Remember those ludicrous conversations you used to have on school trips after lights-out, when you and your friends would lie awake talking nonsense until two in the morning? And then, when everything had been said - twice - and you just wanted some sleep, someone would start talking again? Welcome to phone-in country.

The difference is that your talk-show host has to stay awake. And while the Peter Finch solution - he shot himself - begins to look quite attractive as you go to caller number 26 on the Royal Family, it does seem a little final.

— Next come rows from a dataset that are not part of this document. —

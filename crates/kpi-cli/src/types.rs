use std::path::PathBuf;
use std::time::Duration;

use chrono::{DateTime, Utc};
use kpi_model::{QualifiedName, TableKind, Topic};
use kpi_warehouse::FailureKind;

#[derive(Debug, Clone, PartialEq, Eq)]
pub enum TableStatus {
    Created { duration: Duration },
    /// Not generated on purpose, e.g. no benchmark for a top-N table.
    Skipped { reason: String },
    Failed { kind: FailureKind, message: String },
}

#[derive(Debug, Clone)]
pub struct TableOutcome {
    pub kind: TableKind,
    pub table: QualifiedName,
    pub status: TableStatus,
}

impl TableOutcome {
    pub fn is_failure(&self) -> bool {
        matches!(self.status, TableStatus::Failed { .. })
    }
}

/// Result of one `generate` run.
#[derive(Debug)]
pub struct GenerationReport {
    pub topic: Topic,
    /// Warehouse backend name.
    pub backend: &'static str,
    pub started_at: DateTime<Utc>,
    pub finished_at: DateTime<Utc>,
    pub outcomes: Vec<TableOutcome>,
    /// Script written by a dry run.
    pub script: Option<PathBuf>,
}

impl GenerationReport {
    pub fn created_count(&self) -> usize {
        self.count(|status| matches!(status, TableStatus::Created { .. }))
    }

    pub fn skipped_count(&self) -> usize {
        self.count(|status| matches!(status, TableStatus::Skipped { .. }))
    }

    pub fn failed_count(&self) -> usize {
        self.count(|status| matches!(status, TableStatus::Failed { .. }))
    }

    pub fn has_failures(&self) -> bool {
        self.outcomes.iter().any(TableOutcome::is_failure)
    }

    pub fn elapsed(&self) -> chrono::TimeDelta {
        self.finished_at - self.started_at
    }

    fn count(&self, predicate: impl Fn(&TableStatus) -> bool) -> usize {
        self.outcomes.iter().filter(|o| predicate(&o.status)).count()
    }
}
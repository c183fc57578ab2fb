//! Read-only backend over exported CSV snapshots.
//!
//! A snapshot directory holds one `<TABLE>.csv` per generated table, as
//! exported from the warehouse. Database and schema are ignored.

use std::path::{Path, PathBuf};

use kpi_model::QualifiedName;
use polars::prelude::*;
use tracing::debug;

use crate::Warehouse;
use crate::error::{Result, WarehouseError};

#[derive(Debug, Clone)]
pub struct SnapshotWarehouse {
    dir: PathBuf,
}

impl SnapshotWarehouse {
    pub fn open(dir: &Path) -> Result<Self> {
        if !dir.is_dir() {
            return Err(WarehouseError::NotConfigured(format!(
                "snapshot directory {} does not exist",
                dir.display()
            )));
        }
        Ok(Self {
            dir: dir.to_path_buf(),
        })
    }

    /// File expected to hold `table`.
    pub fn table_path(&self, table: &QualifiedName) -> PathBuf {
        self.dir.join(format!("{}.csv", table.table))
    }
}

impl Warehouse for SnapshotWarehouse {
    fn name(&self) -> &'static str {
        "snapshot"
    }

    fn execute(&self, _statement: &str) -> Result<()> {
        Err(WarehouseError::Unsupported {
            backend: self.name(),
            operation: "execute statements",
        })
    }

    fn read_table(&self, table: &QualifiedName) -> Result<DataFrame> {
        let path = self.table_path(table);
        if !path.is_file() {
            return Err(WarehouseError::MissingTable {
                message: format!("{table} (no {})", path.display()),
            });
        }
        debug!(path = %path.display(), "reading snapshot");
        CsvReadOptions::default()
            .with_has_header(true)
            .with_infer_schema_length(Some(100))
            .try_into_reader_with_file_path(Some(path.clone()))
            .and_then(|reader| reader.finish())
            .map_err(|e| WarehouseError::Frame {
                path,
                message: e.to_string(),
            })
    }
}
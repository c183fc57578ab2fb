//! `kpi`: PDL release comparison generator and reader.

use clap::{ColorChoice, Parser};
use kpi_cli::logging::{LogConfig, LogFormat, init_logging};
use std::io::{self, IsTerminal};
use tracing::level_filters::LevelFilter;

mod cli;
mod commands;
mod summary;

use crate::cli::{Cli, Command};
use crate::commands::{
    load_config, run_generate, run_report, run_sql, run_tables, run_topics,
};
use crate::summary::{print_dashboard, print_generation_summary};

fn main() {
    let cli = Cli::parse();
    cli.color.write_global();
    let log_config = log_config_from_cli(&cli);
    if let Err(error) = init_logging(&log_config) {
        eprintln!("error: failed to initialize logging: {error}");
        std::process::exit(1);
    }
    let exit_code = match run(&cli) {
        Ok(code) => code,
        Err(error) => {
            eprintln!("error: {error:#}");
            1
        }
    };
    std::process::exit(exit_code);
}

fn run(cli: &Cli) -> anyhow::Result<i32> {
    let config = load_config(cli.config.as_deref())?;
    let code = match &cli.command {
        Command::Generate(args) => {
            let report = run_generate(args, &config)?;
            print_generation_summary(&report);
            if report.has_failures() { 1 } else { 0 }
        }
        Command::Report(args) => {
            let dashboard = run_report(args, &config)?;
            print_dashboard(&dashboard);
            if dashboard.error_count() > 0 { 1 } else { 0 }
        }
        Command::Sql(args) => {
            run_sql(args, &config)?;
            0
        }
        Command::Tables(args) => {
            run_tables(args, &config)?;
            0
        }
        Command::Topics => {
            run_topics(&config)?;
            0
        }
    };
    Ok(code)
}

/// Logging settings from CLI flags. `--log-level` wins over `-v`/`-q`, and
/// either disables `RUST_LOG`.
fn log_config_from_cli(cli: &Cli) -> LogConfig {
    let with_ansi = match cli.color.color {
        ColorChoice::Always => true,
        ColorChoice::Never => false,
        ColorChoice::Auto => cli.log_file.is_none() && io::stderr().is_terminal(),
    };
    LogConfig {
        level_filter: cli
            .log_level
            .map_or_else(|| cli.verbosity.tracing_level_filter(), LevelFilter::from),
        use_env_filter: !(cli.verbosity.is_present() || cli.log_level.is_some()),
        format: LogFormat::from(cli.log_format),
        log_file: cli.log_file.clone(),
        with_ansi,
        ..LogConfig::default()
    }
}
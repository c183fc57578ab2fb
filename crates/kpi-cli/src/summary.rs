use comfy_table::modifiers::UTF8_ROUND_CORNERS;
use comfy_table::presets::UTF8_FULL_CONDENSED;
use comfy_table::{Attribute, Cell, CellAlignment, Color, ContentArrangement, Table};

use kpi_common::{format_count, format_percent};
use kpi_report::{
    BenchmarkPanel, ChangeRow, ComparisonTable, ComparisonView, Dashboard, FieldPanel,
    KpiSummary, PanelError,
};

use kpi_cli::types::{GenerationReport, TableStatus};

pub fn print_generation_summary(report: &GenerationReport) {
    println!("Topic: {}", report.topic.title());
    println!("Backend: {}", report.backend);
    println!(
        "Started: {}",
        report
            .started_at
            .to_rfc3339_opts(chrono::SecondsFormat::Secs, true)
    );
    if let Some(path) = &report.script {
        println!("Script: {}", path.display());
    }
    let mut table = Table::new();
    table.set_header(vec![
        header_cell("Kind"),
        header_cell("Table"),
        header_cell("Status"),
        header_cell("Time (ms)"),
        header_cell("Detail"),
    ]);
    apply_table_style(&mut table);
    align_column(&mut table, 2, CellAlignment::Center);
    align_column(&mut table, 3, CellAlignment::Right);
    for outcome in &report.outcomes {
        let (status, time, detail) = match &outcome.status {
            TableStatus::Created { duration } => (
                Cell::new("✓").fg(Color::Green).add_attribute(Attribute::Bold),
                Cell::new(duration.as_millis()),
                dim_cell("-"),
            ),
            TableStatus::Skipped { reason } => (
                Cell::new("skipped").fg(Color::Yellow),
                dim_cell("-"),
                dim_cell(reason),
            ),
            TableStatus::Failed { kind, message } => (
                Cell::new("✗").fg(Color::Red).add_attribute(Attribute::Bold),
                dim_cell("-"),
                Cell::new(format!("[{kind}] {message}")).fg(Color::Red),
            ),
        };
        table.add_row(vec![
            Cell::new(outcome.kind.label()),
            Cell::new(&outcome.table.table),
            status,
            time,
            detail,
        ]);
    }
    table.add_row(vec![
        Cell::new("TOTAL")
            .fg(Color::Cyan)
            .add_attribute(Attribute::Bold),
        Cell::new(format!(
            "{} created, {} skipped",
            report.created_count(),
            report.skipped_count()
        ))
        .add_attribute(Attribute::Bold),
        count_cell(report.failed_count(), Color::Red).add_attribute(Attribute::Bold),
        Cell::new(report.elapsed().num_milliseconds()).add_attribute(Attribute::Bold),
        dim_cell("-"),
    ]);
    println!("{table}");
    if report.has_failures() {
        eprintln!("Failed tables:");
        for outcome in report.outcomes.iter().filter(|o| o.is_failure()) {
            eprintln!("- {}", outcome.table);
        }
    }
}

pub fn print_dashboard(dashboard: &Dashboard) {
    match &dashboard.country {
        Some(country) => println!("{} | {country}", dashboard.topic.title()),
        None => println!("{} | all countries", dashboard.topic.title()),
    }
    for panel in &dashboard.panels {
        print_field_panel(panel);
    }
    if let Some(benchmark) = &dashboard.benchmark {
        print_benchmark_panel(benchmark);
    }
    let errors = dashboard.error_count();
    if errors > 0 {
        eprintln!("{errors} table(s) could not be shown");
    }
}

fn print_field_panel(panel: &FieldPanel) {
    println!();
    println!("Field: {}", panel.field);
    if let Some(note) = panel.note {
        println!("Note: {note}");
    }
    match &panel.kpi {
        Ok(summary) => println!("{}", kpi_table(summary)),
        Err(error) => print_panel_error(error),
    }
    match &panel.comparison {
        Ok(Some(view)) => print_comparison_view(view),
        Ok(None) => println!("No values in {}", panel.comparison_table),
        Err(error) => print_panel_error(error),
    }
}

fn print_comparison_view(view: &ComparisonView) {
    let shown = view.top_counts.rows.len();
    println!("Top {shown} values (counts)");
    println!("{}", comparison_table(&view.top_counts, format_count));
    println!("Top {shown} values (percent of shown)");
    println!("{}", comparison_table(&view.top_percentages, format_percent));
    if view.largest_changes.is_empty() {
        println!("No values present in both versions");
    } else {
        println!("Largest changes");
        println!("{}", changes_table(&view.top_counts, &view.largest_changes));
    }
}

fn print_benchmark_panel(panel: &BenchmarkPanel) {
    println!();
    println!("{}", panel.title);
    match &panel.table {
        Ok(Some(table)) => println!("{}", comparison_table(table, format_percent)),
        Ok(None) => println!("No values in {}", panel.table_name),
        Err(error) => print_panel_error(error),
    }
}

fn print_panel_error(error: &PanelError) {
    let kind = error.kind.map_or("layout", |kind| kind.as_str());
    println!("✗ [{kind}] {error}");
}

fn kpi_table(summary: &KpiSummary) -> Table {
    let mut table = Table::new();
    table.set_header(vec![
        header_cell("Source"),
        header_cell("Coverage"),
        header_cell("Profiles"),
    ]);
    apply_table_style(&mut table);
    align_column(&mut table, 1, CellAlignment::Right);
    align_column(&mut table, 2, CellAlignment::Right);
    for metric in &summary.metrics {
        table.add_row(vec![
            Cell::new(&metric.label),
            Cell::new(format_percent(metric.coverage)),
            Cell::new(format_count(metric.profiles)),
        ]);
    }
    table
}

fn comparison_table(data: &ComparisonTable, format: fn(f64) -> String) -> Table {
    let mut table = Table::new();
    let mut header = vec![header_cell("Value")];
    header.extend(data.columns.iter().map(|c| header_cell(&c.label)));
    table.set_header(header);
    apply_table_style(&mut table);
    for idx in 0..data.columns.len() {
        align_column(&mut table, idx + 1, CellAlignment::Right);
    }
    for row in &data.rows {
        let mut cells = vec![value_cell(row.value.as_deref())];
        cells.extend(row.values.iter().map(|v| Cell::new(format(*v))));
        table.add_row(cells);
    }
    table
}

fn changes_table(counts: &ComparisonTable, rows: &[ChangeRow]) -> Table {
    let label = |idx: usize| {
        counts
            .columns
            .get(idx)
            .map_or_else(String::new, |c| c.label.clone())
    };
    let mut table = Table::new();
    table.set_header(vec![
        header_cell("Value"),
        header_cell(&label(0)),
        header_cell(&label(1)),
        header_cell("Change"),
    ]);
    apply_table_style(&mut table);
    for idx in 1..4 {
        align_column(&mut table, idx, CellAlignment::Right);
    }
    for row in rows {
        table.add_row(vec![
            Cell::new(&row.category),
            Cell::new(format_count(row.base)),
            Cell::new(format_count(row.new)),
            change_cell(row.pct_change),
        ]);
    }
    table
}

fn change_cell(change: Option<f64>) -> Cell {
    match change {
        Some(value) if value > 0.0 => Cell::new(format!("+{}", format_percent(value))).fg(Color::Green),
        Some(value) if value < 0.0 => Cell::new(format_percent(value)).fg(Color::Red),
        Some(value) => dim_cell(format_percent(value)),
        None => dim_cell("-"),
    }
}

fn value_cell(value: Option<&str>) -> Cell {
    match value {
        Some(value) => Cell::new(value),
        None => dim_cell(kpi_report::NULL_LABEL),
    }
}

fn count_cell(count: usize, color: Color) -> Cell {
    if count > 0 {
        Cell::new(count).fg(color).add_attribute(Attribute::Bold)
    } else {
        dim_cell(count)
    }
}

pub fn apply_table_style(table: &mut Table) {
    table
        .load_preset(UTF8_FULL_CONDENSED)
        .apply_modifier(UTF8_ROUND_CORNERS)
        .set_content_arrangement(ContentArrangement::Dynamic)
        .set_width(120);
}

fn align_column(table: &mut Table, index: usize, alignment: CellAlignment) {
    if let Some(column) = table.column_mut(index) {
        column.set_cell_alignment(alignment);
    }
}

pub fn header_cell(label: &str) -> Cell {
    Cell::new(label)
        .fg(Color::Cyan)
        .add_attribute(Attribute::Bold)
}

pub fn dim_cell<T: ToString>(value: T) -> Cell {
    Cell::new(value.to_string()).fg(Color::DarkGrey)
}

Britain's first phone-in show was on local radio in 1968, and must have seemed like a great idea then. Here, in contrast to the stilted, scripted interviews on Radio 4, was immediacy. For the first time, the people could have their say. Twenty-eight years later, there is a strong suspicion that on a range of topics - capital punishment, the Royal Family, immigration, and others from the Cab Drivers' Bumper Fun Book - the people have spoken (and spoken, and spoken) and there is nothing left to say.

Radio 4's Call Nick Ross surmounts this problem by hiring top-notch studio contributors and putting a big production effort into directing the amorphous mass of phone calls into a cogent argument.

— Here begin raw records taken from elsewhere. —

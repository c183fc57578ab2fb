//! Batch execution of a generation plan.
//!
//! Statements run one after another over a single warehouse handle. A failed
//! statement is recorded with its table and the run moves on; only the final
//! report decides the exit status.

use std::time::Instant;

use chrono::Utc;
use indicatif::{ProgressBar, ProgressStyle};
use kpi_model::Topic;
use kpi_sql::{GenerationPlan, PlanEntry};
use kpi_warehouse::Warehouse;
use tracing::{error, info, info_span, warn};

use crate::types::{GenerationReport, TableOutcome, TableStatus};

const PROGRESS_TEMPLATE: &str =
    "{spinner:.green} [{elapsed_precise}] [{wide_bar:.cyan/blue}] {pos}/{len} {msg}";

/// Progress bar sized for the statements of a plan.
pub fn plan_progress(plan: &GenerationPlan) -> ProgressBar {
    let bar = ProgressBar::new(plan.ready_count() as u64);
    let style = ProgressStyle::default_bar()
        .template(PROGRESS_TEMPLATE)
        .unwrap_or_else(|_| ProgressStyle::default_bar())
        .progress_chars("#>-");
    bar.set_style(style);
    bar
}

/// Run every ready statement of `plan`, recording one outcome per entry.
pub fn execute_plan(
    warehouse: &dyn Warehouse,
    topic: Topic,
    plan: &GenerationPlan,
    progress: &ProgressBar,
) -> GenerationReport {
    let started_at = Utc::now();
    let mut outcomes = Vec::with_capacity(plan.entries.len());

    for entry in &plan.entries {
        match entry {
            PlanEntry::Skipped(skipped) => {
                warn!(table = %skipped.table, reason = %skipped.reason, "table skipped");
                outcomes.push(TableOutcome {
                    kind: skipped.kind,
                    table: skipped.table.clone(),
                    status: TableStatus::Skipped {
                        reason: skipped.reason.clone(),
                    },
                });
            }
            PlanEntry::Ready(planned) => {
                let span = info_span!("table", table = %planned.table.table, kind = planned.kind.label());
                let _guard = span.enter();
                progress.set_message(planned.table.table.clone());
                let start = Instant::now();
                let status = match warehouse.execute(&planned.statement) {
                    Ok(()) => {
                        let duration = start.elapsed();
                        info!(
                            table = %planned.table,
                            duration_ms = duration.as_millis(),
                            "table created"
                        );
                        TableStatus::Created { duration }
                    }
                    Err(err) => {
                        error!(
                            table = %planned.table,
                            kind = %err.kind(),
                            error = %err,
                            "table failed"
                        );
                        TableStatus::Failed {
                            kind: err.kind(),
                            message: err.to_string(),
                        }
                    }
                };
                progress.inc(1);
                outcomes.push(TableOutcome {
                    kind: planned.kind,
                    table: planned.table.clone(),
                    status,
                });
            }
        }
    }
    progress.finish_and_clear();

    let report = GenerationReport {
        topic,
        backend: warehouse.name(),
        started_at,
        finished_at: Utc::now(),
        outcomes,
        script: None,
    };
    info!(
        topic = %topic,
        backend = report.backend,
        created = report.created_count(),
        skipped = report.skipped_count(),
        failed = report.failed_count(),
        duration_ms = report.elapsed().num_milliseconds(),
        "generation finished"
    );
    report
}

On the big American radio talk shows, hosts such as Rush Limbaugh and Howard Stern use the programmes as highly entertaining vehicles for their own outrageous views and are openly disdainful of their callers. "I am presenting this show with half my brain tied behind my back, just to make it fair," I once heard Limbaugh say.

For financial and legal reasons, neither of these options is open to Talk Radio, so there has been a sensible reduction in the reliance on the casual caller. I also perceive a slight shift in the nature of the contributions from the simply sad to the slightly mad. (Obviously, hiring Simon Bates was a useful first step in this direction.) Tommy Boyd occasionally throws out some fancy pseudo-philosophy - "Give me a call and prove you exist" - and gets a passably intelligent response, while Anna Raeburn, still peerless in the field of human misery, seems to attract callers who have been damaged in ways at which the human imagination can only boggle.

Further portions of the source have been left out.